The various GHGs are typically compared directly with CO2 using their “global warming potential” – usually over 100 years and known as “GWP100” for short. However, a new approach – called “GWP*” – has gained traction recently as a better way to account for the differences between short- and long-lived gases in the atmosphere. (Read the Carbon Brief guest post by Dr Michelle Cain for more details.)

But although GWP* might be superior “scientifically”, said Schleussner, using it for climate policy requires “understanding the implications” as it risks “changing the goalposts”. For example, the Paris Agreement was based on GWP100, not GWP*, he noted. In addition, for national targets, GWP* can be used to argue for keeping methane emissions at existing levels rather than reducing them. This “raises fundamental concerns about equity and fairness” because it favours countries that have high emissions already.

Schleussner’s talk prompted a number of questions from the audience – including from those involved in developing GWP* and applying it for climate policy in New Zealand.

Three speakers spoke on a diverse array of topics during the second parallel sessions stream, which looked broadly at “how much can we reduce emissions using currently available approaches”.

First up was Zakia Soomauroo, a Mauritian researcher who is undertaking a PhD at the Technical University of Berlin. She is exploring the capacity of small island states such as the one she originates from to become frontrunners in reaching net-zero.

Nations such as Fiji and Barbados, which Soomauroo studied, are some of the most exposed to climate change, while contributing tiny proportions of global emissions. She found that the geography and small scale of these nations often makes them ideal locations for public transportation rollouts and electrification of cars (something already happening in Barbados).

Next was political scientist Dr Kate Dooley from the University of Melbourne, discussing her modelling of the potential global contribution of ecosystem restoration and sustainable forest use to the 1.5C target.

The discussion following this round of presentations included the complex issues of indigenous land rights and reducing demand for global agricultural products.

The final talk was given by Dr Ella Adlen, who was presenting results from an upcoming review paper examining the “promises and challenges of CO2 utilisation”.

“CO2 utilisation clearly spans disciplines and also splits opinions,” she said, explaining this was reflected in the breadth of positions help by the team behind the work.

Adlen emphasised that converting CO2 into useful products such as building materials and fuels could help progress towards net-zero, but equally might have no impact, or could even increase emissions.

 

Day one: Closing plenary

The first day of the conference closed with a plenary session on “achieving net-zero on a flourishing planet”. Dr Jo House, reader in environmental science and policy at the University of Bristol, opened with a recap of the recent special report on land from the Intergovernmental Panel on Climate Change (IPCC).

Reviewing the current – and potential – contribution from the land sector to mitigation, House noted that it accounts for a quarter of mitigation efforts up to 2030 pledged under the Paris Agreement. (For more details, see the guest post that House wrote for Carbon Brief in 2017.)

Next up was Prof Pete Smith, chair in plant and soil science at the University of Aberdeen.

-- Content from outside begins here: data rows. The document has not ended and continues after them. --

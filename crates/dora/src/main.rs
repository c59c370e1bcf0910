mod output;
mod server;
mod telemetry;

use std::path::PathBuf;

use anyhow::Context;
use chrono::Utc;
use clap::{Parser, Subcommand};
use dora_collect::collector::{CollectConfig, Collector};
use dora_collect::github::{GitHubClient, GitHubConfig};
use dora_core::config::Config;
use dora_core::history::WriteMode;
use dora_core::time::{parse_duration_str, parse_github_time};
use dora_render::{BarChart, LoadState, MetricsSource, RenderTarget, SvgRenderer, load_and_render};
use serde::Serialize;

use crate::output::{print_entry_human, print_snapshot_human};
use crate::server::ServeConfig;
use crate::telemetry::init_cli_tracing;

#[derive(Parser, Debug)]
#[command(name = "dora")]
#[command(about = "Collect and chart DORA delivery metrics")]
struct Cli {
    #[command(subcommand)]
    command: Commands,

    #[arg(long, global = true)]
    json: bool,

    #[arg(long, global = true, help = "Base URL or directory holding the metrics file")]
    source: Option<String>,
}

#[derive(Subcommand, Debug)]
enum Commands {
    #[command(about = "Compute metrics from GitHub Actions and write the metrics file")]
    Collect {
        #[arg(long, help = "Repository as owner/name")]
        repo: Option<String>,
        #[arg(long)]
        branch: Option<String>,
        #[arg(long)]
        output: Option<PathBuf>,
        #[arg(long, help = "Keep previous readings as a history array")]
        append: bool,
        #[arg(long, help = "Deployment frequency window (e.g. 7d)")]
        window: Option<String>,
        #[arg(long, help = "Evaluate the window as of this RFC3339 time")]
        as_of: Option<String>,
        #[arg(long)]
        api_url: Option<String>,
    },
    #[command(about = "Fetch the metrics file and draw the bar chart")]
    Render {
        #[arg(long)]
        out_dir: Option<PathBuf>,
        #[arg(long)]
        canvas: Option<String>,
        #[arg(long)]
        width: Option<u32>,
        #[arg(long)]
        height: Option<u32>,
    },
    #[command(about = "Print the latest metrics snapshot")]
    Show,
    #[command(about = "Serve the metrics file and a live chart over HTTP")]
    Serve {
        #[arg(long)]
        dir: Option<PathBuf>,
        #[arg(long)]
        addr: Option<String>,
    },
}

#[derive(Debug, Serialize)]
struct RenderReport {
    state: LoadState,
    canvas: Option<PathBuf>,
}

#[tokio::main]
async fn main() -> anyhow::Result<()> {
    let cli = Cli::parse();
    let mut cfg = Config::load().context("load config")?;
    if let Some(source) = cli.source {
        cfg.source = source;
    }

    match cli.command {
        Commands::Collect {
            repo,
            branch,
            output,
            append,
            window,
            as_of,
            api_url,
        } => {
            init_cli_tracing("warn");
            if let Some(v) = repo {
                cfg.repository = Some(v);
            }
            if let Some(v) = branch {
                cfg.branch = v;
            }
            if let Some(v) = window {
                cfg.frequency_window = parse_duration_str(&v)?;
            }
            if let Some(v) = api_url {
                cfg.github_api_url = v;
            }
            if append {
                cfg.write_mode = WriteMode::Append;
            }
            let now = as_of
                .map(|v| parse_github_time(&v))
                .transpose()?
                .unwrap_or_else(Utc::now);
            let output = output.unwrap_or_else(|| PathBuf::from(&cfg.metrics_file));
            run_collect(&cfg, output, now, cli.json).await
        }
        Commands::Render {
            out_dir,
            canvas,
            width,
            height,
        } => {
            init_cli_tracing("error");
            if let Some(v) = out_dir {
                cfg.out_dir = v;
            }
            if let Some(v) = canvas {
                cfg.canvas_id = v;
            }
            if let Some(v) = width {
                cfg.chart_width = v;
            }
            if let Some(v) = height {
                cfg.chart_height = v;
            }
            run_render(&cfg, cli.json).await
        }
        Commands::Show => {
            init_cli_tracing("error");
            run_show(&cfg, cli.json).await
        }
        Commands::Serve { dir, addr } => {
            init_cli_tracing("info");
            let addr = addr.unwrap_or_else(|| cfg.serve_addr.clone());
            let dir = serve_dir(dir, &cfg.source);
            server::run(
                ServeConfig {
                    dir,
                    target: RenderTarget::from_config(&cfg),
                    width: cfg.chart_width,
                    height: cfg.chart_height,
                },
                addr.parse().with_context(|| format!("invalid serve address {addr}"))?,
            )
            .await
        }
    }
}

fn serve_dir(dir: Option<PathBuf>, source: &str) -> PathBuf {
    match dir {
        Some(dir) => dir,
        None if source.starts_with("http://") || source.starts_with("https://") => {
            PathBuf::from(".")
        }
        None => PathBuf::from(source),
    }
}

async fn run_collect(
    cfg: &Config,
    output: PathBuf,
    now: chrono::DateTime<Utc>,
    json: bool,
) -> anyhow::Result<()> {
    let token = cfg.github_token()?;
    let repository = cfg.require_repository()?.to_string();
    let client = GitHubClient::new(&GitHubConfig {
        api_url: cfg.github_api_url.clone(),
        repository,
        token,
        timeout: cfg.http_timeout,
    })?;
    let collector = Collector::new(
        client,
        CollectConfig {
            branch: cfg.branch.clone(),
            per_page: cfg.per_page,
            frequency_window: cfg.frequency_window,
        },
    );

    let entry = collector
        .collect_into(&output, cfg.write_mode, now)
        .await
        .context("failed to calculate DORA metrics")?;

    if json {
        println!("{}", serde_json::to_string_pretty(&entry)?);
    } else {
        print_entry_human(&entry);
    }
    Ok(())
}

async fn run_render(cfg: &Config, json: bool) -> anyhow::Result<()> {
    let source = MetricsSource::from_location(&cfg.source, cfg.http_timeout)?;
    let target = RenderTarget::from_config(cfg);
    let mut renderer = SvgRenderer::new(&cfg.out_dir, cfg.chart_width, cfg.chart_height);

    let state = load_and_render(&source, &target, &mut renderer).await;
    let report = RenderReport {
        state,
        canvas: (state == LoadState::Rendered).then(|| renderer.canvas_path(&target.canvas_id)),
    };

    if json {
        println!("{}", serde_json::to_string_pretty(&report)?);
    } else if let Some(path) = &report.canvas {
        println!("rendered {}", path.display());
    }
    Ok(())
}

async fn run_show(cfg: &Config, json: bool) -> anyhow::Result<()> {
    let source = MetricsSource::from_location(&cfg.source, cfg.http_timeout)?;
    let snapshot = source
        .load_snapshot(&cfg.metrics_file)
        .await
        .with_context(|| format!("load {}", source.describe(&cfg.metrics_file)))?;
    let chart = BarChart::from_snapshot(&snapshot);

    if json {
        let body = serde_json::json!({ "snapshot": snapshot, "chart": chart });
        println!("{}", serde_json::to_string_pretty(&body)?);
    } else {
        print_snapshot_human(&snapshot, &chart);
    }
    Ok(())
}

Smith presented on “ecosystem services” associated with land-based mitigation – though the “fashionable language” is to call these services “nature’s contribution to people”, he noted.

Smith whisked through some of the positive and negative impacts on ecosystem services of different forms of land-based mitigation. On the whole, there are largely co-benefits, said Smith, citing the restoration of soils so they store more carbon as an example of a “no-brainer” climate solution.

And in some cases, these co-benefits mean that even if mitigation options do not provide all the climate benefits they promise, many of them “are worth implementing anyway”, he added, likening the benefits to “making the world better by accident”.

The next talk picked up on a similar theme, focusing on “nature-based solutions” – also known as “natural climate solutions”. Well-designed solutions can incorporate diverse native species, said Prof Nathalie Seddon – professor of biodiversity at the University of Oxford – as well as avoiding damage to ecosystems, respecting land rights and embracing local stewardship.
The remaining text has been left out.